Problem description: Whenever a line in the data below includes the string "start", copy it out.
################
impl Pack {
    pub(crate) fn new(entities: Vec<Entity>, columns: Vec<Column>, policy: PackPolicy) -> Self {
        Self {
            entities,
            columns,
            policy,
        }
    }

    /// Entities in pack order.
    pub fn entities(&self) -> &[Entity] {
        &self.entities
    }

    pub fn len(&self) -> usize {
        self.entities.len()
    }

    pub fn is_empty(&self) -> bool {
        self.entities.is_empty()
    }

    pub fn policy(&self) -> PackPolicy {
        self.policy
    }

    pub fn columns(&self) -> &[Column] {
        &self.columns
    }

    /// Whether no column is read-write.
    pub fn is_read_only(&self) -> bool {
        self.columns.iter().all(|c| c.access == Access::Read)
    }

    fn column(&self, type_id: TypeId, name: &str) -> Result<&Column, EcsError> {
        self.columns
            .iter()
            .find(|c| c.type_id == type_id)
            .ok_or_else(|| EcsError::UnboundComponent {
                component: name.to_owned(),
            })
    }

    /// Read-only slice of `T`, aligned with [`entities`](Self::entities).
    pub fn read<T: Component>(&self) -> Result<&[T], EcsError> {
        self.column(TypeId::of::<T>(), std::any::type_name::<T>())?
            .slice::<T>()
    }

    /// Mutable slice of `T`. The column must be bound with `write`.
    pub fn write<T: Component>(&mut self) -> Result<&mut [T], EcsError> {
        let type_id = TypeId::of::<T>();
        self.columns
            .iter_mut()
            .find(|c| c.type_id == type_id)
            .ok_or_else(|| EcsError::UnboundComponent {
                component: std::any::type_name::<T>().to_owned(),
            })?
            .slice_mut::<T>()
    }

    /// Borrow several columns at once, e.g. `(&mut Position, &Velocity)`.
    ///
    /// Each component may appear once; asking for the same column twice is
    /// an [`EcsError::AliasedAccess`].
    pub fn fetch<'p, Q: PackFetch<'p>>(&'p mut self) -> Result<Q::Output, EcsError> {
        Q::fetch(&mut self.columns)
    }

    /// Like [`fetch`](Self::fetch), also returning the entity list.
    pub fn fetch_with_entities<'p, Q: PackFetch<'p>>(
        &'p mut self,
    ) -> Result<(&'p [Entity], Q::Output), EcsError> {
        let output = Q::fetch(&mut self.columns)?;
        Ok((&self.entities, output))
    }

    /// Split into at most `chunks` contiguous, disjoint packs.
    ///
    /// Chunk sizes differ by at most one. An empty pack yields one empty chunk.
    pub fn split(mut self, chunks: usize) -> Vec<Pack> {
        let chunks = chunks.clamp(1, self.entities.len().max(1));
        let base = self.entities.len() / chunks;
        let extra = self.entities.len() % chunks;

        let mut tail = Vec::with_capacity(chunks);
        for i in (1..chunks).rev() {
            let start = i * base + i.min(extra);
            let entities = self.entities.split_off(start);
            let columns = self
                .columns
                .iter_mut()
                .map(|c| Column {
                    key: c.key,
                    type_id: c.type_id,
                    name: c.name.clone(),
                    access: c.access,
                    data: c.data.split_off(start),
                })
                .collect();
            tail.push(Pack::new(entities, columns, self.policy));
        }
        tail.push(self);
        tail.reverse();
        tail
    }

    /// A pack with the same columns and no entities.
    pub fn empty_like(&self) -> Pack {
        Pack {
            entities: Vec::new(),
            columns: self.columns.iter().map(|c| c.with_data(c.data.empty())).collect(),
            policy: self.policy,
        }
    }

    /// Deep copy, for handing a read-only full pack to several workers.
    pub fn duplicate(&self) -> Pack {
        Pack {
            entities: self.entities.clone(),
            columns: self.columns.iter().map(Column::duplicate).collect(),
            policy: self.policy,
        }
    }
}

// ---------------------------------------------------------------------------
// PackItem / PackFetch
// ---------------------------------------------------------------------------

/// One element of a [`Pack::fetch`] tuple: `&T` or `&mut T`.
pub trait PackItem<'p> {
    type Slice;
    fn type_id() -> TypeId;
    fn type_name() -> &'static str;
    fn borrow(column: &'p mut Column) -> Result<Self::Slice, EcsError>;
}

impl<'p, T: Component> PackItem<'p> for &T {
    type Slice = &'p [T];

    fn type_id() -> TypeId {
        TypeId::of::<T>()
    }

    fn type_name() -> &'static str {
        std::any::type_name::<T>()
    }

    fn borrow(column: &'p mut Column) -> Result<Self::Slice, EcsError> {
        let column: &'p Column = column;
        column.slice::<T>()
    }
}

impl<'p, T: Component> PackItem<'p> for &mut T {
    type Slice = &'p mut [T];

    fn type_id() -> TypeId {
        TypeId::of::<T>()
    }

    fn type_name() -> &'static str {
        std::any::type_name::<T>()
    }

    fn borrow(column: &'p mut Column) -> Result<Self::Slice, EcsError> {
        column.slice_mut::<T>()
    }
}

/// A tuple of [`PackItem`]s borrowed together.
pub trait PackFetch<'p> {
    type Output;
    fn fetch(columns: &'p mut [Column]) -> Result<Self::Output, EcsError>;
}

/// Hand out the column of `type_id` exactly once.
fn take<'p>(
    type_ids: &[TypeId],
    slots: &mut [Option<&'p mut Column>],
    type_id: TypeId,
    type_name: &str,
) -> Result<&'p mut Column, EcsError> {
    let index = type_ids
        .iter()
        .position(|&id| id == type_id)
        .ok_or_else(|| EcsError::UnboundComponent {
            component: type_name.to_owned(),
        })?;
    slots[index].take().ok_or_else(|| EcsError::AliasedAccess {
        component: type_name.to_owned(),
    })
}

macro_rules! impl_pack_fetch {
    ($($item:ident),+) => {
        impl<'p, $($item: PackItem<'p>),+> PackFetch<'p> for ($($item,)+) {
            type Output = ($($item::Slice,)+);

            fn fetch(columns: &'p mut [Column]) -> Result<Self::Output, EcsError> {
                let type_ids: Vec<TypeId> = columns.iter().map(|c| c.type_id).collect();
                let mut slots: Vec<Option<&'p mut Column>> = columns.iter_mut().map(Some).collect();
                Ok(($(
                    $item::borrow(take(&type_ids, &mut slots, $item::type_id(), $item::type_name())?)?,
                )+))
            }
        }
    };
}

impl_pack_fetch!(A);
impl_pack_fetch!(A, B);
impl_pack_fetch!(A, B, C);
impl_pack_fetch!(A, B, C, D);
impl_pack_fetch!(A, B, C, D, E);
impl_pack_fetch!(A, B, C, D, E, F);

// ---------------------------------------------------------------------------
// Tests
// ---------------------------------------------------------------------------

#[cfg(test)]
mod tests {
    use super::*;

    #[derive(Debug, Clone, PartialEq)]
    struct Pos(i32);
    #[derive(Debug, Clone, PartialEq)]
    struct Vel(i32);

    fn column<T: Component>(key: u32, access: Access, values: Vec<T>) -> Column {
        Column {
            key: ComponentKey(key),
            type_id: TypeId::of::<T>(),
            name: std::any::type_name::<T>().to_owned(),
            access,
            data: Box::new(TypedColumn(values)),
        }
    }

    fn sample_pack(n: i32) -> Pack {
        let entities = (1..=n as u32).map(Entity::from_raw).collect();
        Pack::new(
            entities,
            vec![
                column(0, Access::Write, (0..n).map(Pos).collect()),
                column(1, Access::Read, (0..n).map(|i| Vel(i * 10)).collect()),
            ],
            PackPolicy::Partial,
        )
    }

    #[test]
    fn fetch_disjoint_columns() {
        let mut pack = sample_pack(3);
        let (pos, vel) = pack.fetch::<(&mut Pos, &Vel)>().unwrap();
        for (p, v) in pos.iter_mut().zip(vel) {
            p.0 += v.0;
        }
        assert_eq!(pack.read::<Pos>().unwrap(), &[Pos(0), Pos(11), Pos(22)]);
    }

    #[test]
    fn fetch_same_column_twice_is_aliased() {
        let mut pack = sample_pack(1);
        let err = pack.fetch::<(&mut Pos, &Pos)>().unwrap_err();
        assert!(matches!(err, EcsError::AliasedAccess { .. }));
    }

    #[test]
    fn write_on_read_binding_rejected() {
        let mut pack = sample_pack(1);
        assert!(matches!(
            pack.write::<Vel>().unwrap_err(),
            EcsError::ReadOnlyBinding { .. }
        ));
        assert!(matches!(
            pack.fetch::<(&mut Vel,)>().unwrap_err(),
            EcsError::ReadOnlyBinding { .. }
        ));
    }

    #[test]
    fn unbound_component_rejected() {
        #[derive(Clone, Debug)]
        struct Other;
        let pack = sample_pack(1);
        assert!(matches!(
            pack.read::<Other>().unwrap_err(),
            EcsError::UnboundComponent { .. }
        ));
    }

    #[test]
    fn fetch_with_entities_aligned() {
        let mut pack = sample_pack(2);
        let (entities, (vel,)) = pack.fetch_with_entities::<(&Vel,)>().unwrap();
        assert_eq!(entities.len(), vel.len());
        assert_eq!(entities[1], Entity::from_raw(2));
        assert_eq!(vel[1], Vel(10));
    }

    #[test]
    fn split_is_disjoint_and_complete() {
        let pack = sample_pack(10);
        let chunks = pack.split(4);
        assert_eq!(chunks.len(), 4);
        let sizes: Vec<usize> = chunks.iter().map(Pack::len).collect();
        assert_eq!(sizes, vec![3, 3, 2, 2]);

        let mut seen = Vec::new();
        for chunk in &chunks {
            let pos = chunk.read::<Pos>().unwrap();
            assert_eq!(pos.len(), chunk.len());
            for (e, p) in chunk.entities().iter().zip(pos) {
                assert_eq!(e.to_raw() as i32 - 1, p.0);
                seen.push(*e);
            }
        }
        assert_eq!(seen, (1..=10).map(Entity::from_raw).collect::<Vec<_>>());
    }

    #[test]
    fn split_more_chunks_than_entities() {
        assert_eq!(sample_pack(2).split(8).len(), 2);
        let empty = sample_pack(0).split(4);
        assert_eq!(empty.len(), 1);
        assert!(empty[0].is_empty());
    }

    #[test]
    fn empty_like_keeps_shape() {
        let pack = sample_pack(3);
        let empty = pack.empty_like();
        assert!(empty.is_empty());
        assert_eq!(empty.columns().len(), pack.columns().len());
        assert!(empty.read::<Pos>().unwrap().is_empty());
    }

    #[test]
    fn duplicate_is_independent() {
        let mut pack = sample_pack(2);
        let copy = pack.duplicate();
        pack.write::<Pos>().unwrap()[0] = Pos(99);
        assert_eq!(copy.read::<Pos>().unwrap()[0], Pos(0));
    }

    #[test]
    fn scatter_writes_any_stage() {
        let mut store = StagedStorage::<Pos>::new(ComponentKey(0), "pos");
        let a = Entity::from_raw(1);
        let b = Entity::from_raw(2);
        store.insert(a, Pos(1)).unwrap();
        store.insert(b, Pos(2)).unwrap();
        store.remove(b);

        let column: Box<dyn ErasedColumn> = Box::new(TypedColumn(vec![Pos(10), Pos(20)]));
        column.scatter(&[a, b], &mut store).unwrap();
        assert_eq!(store.get(a), Some(&Pos(10)));
        assert_eq!(store.get_any_stage(b), Some(&Pos(20)));

        let short: Box<dyn ErasedColumn> = Box::new(TypedColumn(vec![Pos(0)]));
        assert!(matches!(
            short.scatter(&[a, b], &mut store).unwrap_err(),
            EcsError::LengthMismatch { .. }
        ));
    }
}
################
Answer for the task:
            let start = i * base + i.min(extra);
            let entities = self.entities.split_off(start);
                    data: c.data.split_off(start),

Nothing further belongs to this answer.